0.983], p = .022), though in a negative direction: for every 1 second spent looking at the final

target cell, there was, on average, a 12.3% reduction in the chance of correctly answering the

item. The distractor cells were also significant (CI95% = [0.750, 0.935], p = .002) in a negative direction: for every 1 second spent looking at distractor cells, there was, on average, a 16.3% reduction in the chance of correctly answering the item. The number of RO revisits (toggling rate) was also significant (CI95% = [0.736, 0.867], p < .001) in a negative direction: for every additional revisit to the response options, there was, on average, a 20.1% reduction in the chance to solve the item correctly. Contrary to the hypothesis, the final relation cells were not significant predictors of item success (CI95% = [0.966, 1.112], p = .001). Table 3.9 displays the full output of this regression.
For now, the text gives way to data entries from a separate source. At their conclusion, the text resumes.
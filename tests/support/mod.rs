//! In-memory launcher and helpers shared by the scheduler tests.
#![allow(dead_code)]

use std::collections::HashSet;
use std::future::Future;
use std::sync::atomic::{AtomicBool, AtomicUsize, Ordering};
use std::sync::{Arc, Mutex};
use std::time::Duration;

use async_trait::async_trait;
use rolevisor::{
    AppReloader, Config, LaunchError, LaunchMode, Launcher, MemoryStore, ProcessHandle,
    ProcessRef, ReloadError, Role, RoleCommand, Settings, SharedStore, StoreError,
};
use tokio::sync::watch;

/// Upper bound of every wait in the tests.
pub const PATIENCE: Duration = Duration::from_secs(10);

/// Fast polling for tests.
pub fn fast_config() -> Config {
    Config {
        watch_interval: Duration::from_millis(5),
        barrier_poll: Duration::from_millis(5),
        barrier_log_ratio: 10,
        bus_capacity: 1024,
    }
}

/// Local settings with a dummy command for every role.
pub fn local_settings() -> Settings {
    with_commands(Settings::local())
}

/// Adds a dummy command for every role.
pub fn with_commands(settings: Settings) -> Settings {
    Role::ALL.into_iter().fold(settings, |s, role| {
        s.with_command(RoleCommand::new(role, format!("/fake/{}", role.key())))
    })
}

/// Polls `cond` until it holds; panics after [`PATIENCE`].
pub async fn eventually<F>(what: &str, mut cond: F)
where
    F: FnMut() -> bool,
{
    let deadline = tokio::time::Instant::now() + PATIENCE;
    while !cond() {
        assert!(tokio::time::Instant::now() < deadline, "timed out waiting for {what}");
        tokio::time::sleep(Duration::from_millis(5)).await;
    }
}

/// Awaits `fut`; panics after [`PATIENCE`].
pub async fn within<T>(what: &str, fut: impl Future<Output = T>) -> T {
    tokio::time::timeout(PATIENCE, fut)
        .await
        .unwrap_or_else(|_| panic!("timed out waiting for {what}"))
}

/// Fake role process driven by the test.
pub struct FakeHandle {
    role: Role,
    mode: LaunchMode,
    alive: watch::Sender<bool>,
    operational: AtomicBool,
    restart: AtomicBool,
    stop_asked: AtomicBool,
}

impl FakeHandle {
    fn new(role: Role, mode: LaunchMode, operational: bool) -> Self {
        Self {
            role,
            mode,
            alive: watch::channel(true).0,
            operational: AtomicBool::new(operational),
            restart: AtomicBool::new(false),
            stop_asked: AtomicBool::new(false),
        }
    }

    pub fn mode(&self) -> LaunchMode {
        self.mode
    }

    pub fn make_operational(&self) {
        self.operational.store(true, Ordering::SeqCst);
    }

    pub fn request_restart(&self) {
        self.restart.store(true, Ordering::SeqCst);
    }

    /// Simulates a crash.
    pub fn crash(&self) {
        self.alive.send_replace(false);
    }

    pub fn was_asked_to_stop(&self) -> bool {
        self.stop_asked.load(Ordering::SeqCst)
    }
}

#[async_trait]
impl ProcessHandle for FakeHandle {
    fn role(&self) -> Role {
        self.role
    }

    fn is_alive(&self) -> bool {
        *self.alive.borrow()
    }

    async fn is_operational(&self) -> bool {
        self.operational.load(Ordering::SeqCst)
    }

    async fn asked_for_restart(&self) -> bool {
        self.restart.load(Ordering::SeqCst)
    }

    async fn acknowledge_ask_for_restart(&self) {
        self.restart.store(false, Ordering::SeqCst);
    }

    async fn ask_for_stop(&self) {
        self.stop_asked.store(true, Ordering::SeqCst);
        self.alive.send_replace(false);
    }

    fn destroy_forcibly(&self) {
        self.alive.send_replace(false);
    }

    async fn wait_for(&self, timeout: Option<Duration>) -> bool {
        let mut rx = self.alive.subscribe();
        let dead = async move { rx.wait_for(|alive| !alive).await.is_ok() };
        match timeout {
            Some(t) => tokio::time::timeout(t, dead).await.unwrap_or(false),
            None => dead.await,
        }
    }
}

/// Launcher recording every launch.
#[derive(Default)]
pub struct FakeLauncher {
    manual_operational: bool,
    failing: Mutex<HashSet<Role>>,
    launched: Mutex<Vec<Arc<FakeHandle>>>,
}

impl FakeLauncher {
    /// Launched handles report operational immediately.
    pub fn new() -> Arc<Self> {
        Arc::new(Self::default())
    }

    /// Launched handles stay non-operational until the test says so.
    pub fn manual() -> Arc<Self> {
        Arc::new(Self {
            manual_operational: true,
            ..Self::default()
        })
    }

    pub fn fail_on(&self, role: Role) {
        self.failing.lock().unwrap().insert(role);
    }

    /// Every handle launched so far, in launch order.
    pub fn handles(&self) -> Vec<Arc<FakeHandle>> {
        self.launched.lock().unwrap().clone()
    }

    /// Roles launched so far, in launch order.
    pub fn launched_roles(&self) -> Vec<Role> {
        self.handles().iter().map(|h| h.role).collect()
    }

    /// Latest handle of `role`.
    pub fn latest(&self, role: Role) -> Option<Arc<FakeHandle>> {
        self.handles().into_iter().rev().find(|h| h.role == role)
    }

    pub fn launch_count(&self, role: Role) -> usize {
        self.handles().iter().filter(|h| h.role == role).count()
    }
}

#[async_trait]
impl Launcher for FakeLauncher {
    async fn launch(&self, command: &RoleCommand) -> Result<ProcessRef, LaunchError> {
        let role = command.role();
        if self.failing.lock().unwrap().contains(&role) {
            return Err(LaunchError::Rejected {
                role,
                reason: "refused by test".into(),
            });
        }
        let handle = Arc::new(FakeHandle::new(role, command.mode(), !self.manual_operational));
        self.launched.lock().unwrap().push(Arc::clone(&handle));
        Ok(handle)
    }
}

/// Reloader counting its calls; fails when told to.
#[derive(Default)]
pub struct CountingReloader {
    calls: AtomicUsize,
    fail: AtomicBool,
}

impl CountingReloader {
    pub fn failing() -> Arc<Self> {
        let reloader = Self::default();
        reloader.fail.store(true, Ordering::SeqCst);
        Arc::new(reloader)
    }

    pub fn calls(&self) -> usize {
        self.calls.load(Ordering::SeqCst)
    }
}

#[async_trait]
impl AppReloader for CountingReloader {
    async fn reload(&self, current: &Settings) -> Result<Settings, ReloadError> {
        self.calls.fetch_add(1, Ordering::SeqCst);
        if self.fail.load(Ordering::SeqCst) {
            return Err(ReloadError::Failed {
                reason: "configuration broken".into(),
            });
        }
        Ok(current.clone())
    }
}

/// [`MemoryStore`] whose next lock releases fail while armed.
#[derive(Default)]
pub struct FlakyStore {
    inner: MemoryStore,
    failing_releases: AtomicUsize,
}

impl FlakyStore {
    /// Fails the next `n` calls to `remove_if_equals`.
    pub fn fail_releases(&self, n: usize) {
        self.failing_releases.store(n, Ordering::SeqCst);
    }

    pub fn inner(&self) -> &MemoryStore {
        &self.inner
    }
}

#[async_trait]
impl SharedStore for FlakyStore {
    async fn set_flag(&self, key: &str) -> Result<(), StoreError> {
        self.inner.set_flag(key).await
    }

    async fn remove_flag(&self, key: &str) -> Result<(), StoreError> {
        self.inner.remove_flag(key).await
    }

    async fn scan_flags(&self, prefix: &str) -> Result<Vec<String>, StoreError> {
        self.inner.scan_flags(prefix).await
    }

    async fn put_if_absent(&self, key: &str, value: &str) -> Result<Option<String>, StoreError> {
        self.inner.put_if_absent(key, value).await
    }

    async fn remove_if_equals(&self, key: &str, value: &str) -> Result<bool, StoreError> {
        let armed = self
            .failing_releases
            .fetch_update(Ordering::SeqCst, Ordering::SeqCst, |n| n.checked_sub(1))
            .is_ok();
        if armed {
            return Err(StoreError::Unavailable {
                reason: "release dropped".into(),
            });
        }
        self.inner.remove_if_equals(key, value).await
    }
}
Table 3.9. Output of Binary Logistic Regression with Item Characteristics, Gaze Time on

Areas of Interests (AOIs), and Revisit Rates predicting Item Success (1S and 2S items).

Exp(B) CI-Exp(B) Sig.

Relational Complexity 0.263 0.172, 0.400 < 0.001

Steps 0.416 0.216, 0.802 0.009

Final-answer Response Option (sec) 40.207 17.774, 90.952 < 0.001

Final-answer Target Cell (sec) 0.887 0.801, 0.983 0.022

Final relation cells (sec) 1.036 0.966, 1.112 0.323

Distractor cells (sec) 0.837 0.750, 0.935 0.002

Response Option Revisits (#) 0.799 0.736, 0.867 < 0.001

Constant 329.65 < 0.001

χ2 =240.17, df = 7, p < .001

Classification Accuracy = 88.8% Nagelkerke R2 = .582

N = 510 items

The second regression included the same predictors as above, but also added interim gaze metrics as additional predictors (interim answer RO, interim target cell, interim relation

cells). Because interim gaze metrics were only calculated for 2S items, only 2S items were

included. This regression was conducted over two models. The first model aimed to replicate the results of the first regression (i.e., interim AOIs were not included), while the second

model added the interim AOI metrics. The first model mostly replicated the previous

regression. However, this time, the final-answer target cell was not a significant predictor of item success, (CI95% = [0.748, 1.090], p = .288); but the final relation cells were

(CI95% = [1.005, 1.416], p = .044), such that for every 1 additional second spent looking at the final relation cells, there was, on average, a 19.3% increase in the chance of solving the item correctly. In the second model, the pattern of predictions for the previous predictors remained the same. Of the three new predictors, only interim answer RO was a significant predictor, in a negative direction (CI95% = [0.108, .813], p = .018. However, as with the other response option AOIs, this should be interpreted with caution, since those looking to input their answer look towards the response options (in this case, inputting the interim response would result in an incorrect answer, so the chance of success decreases). Contrary to hypotheses, the other two predictors, interim target cell and interim relation cells were not significant predictors, p’s > .05.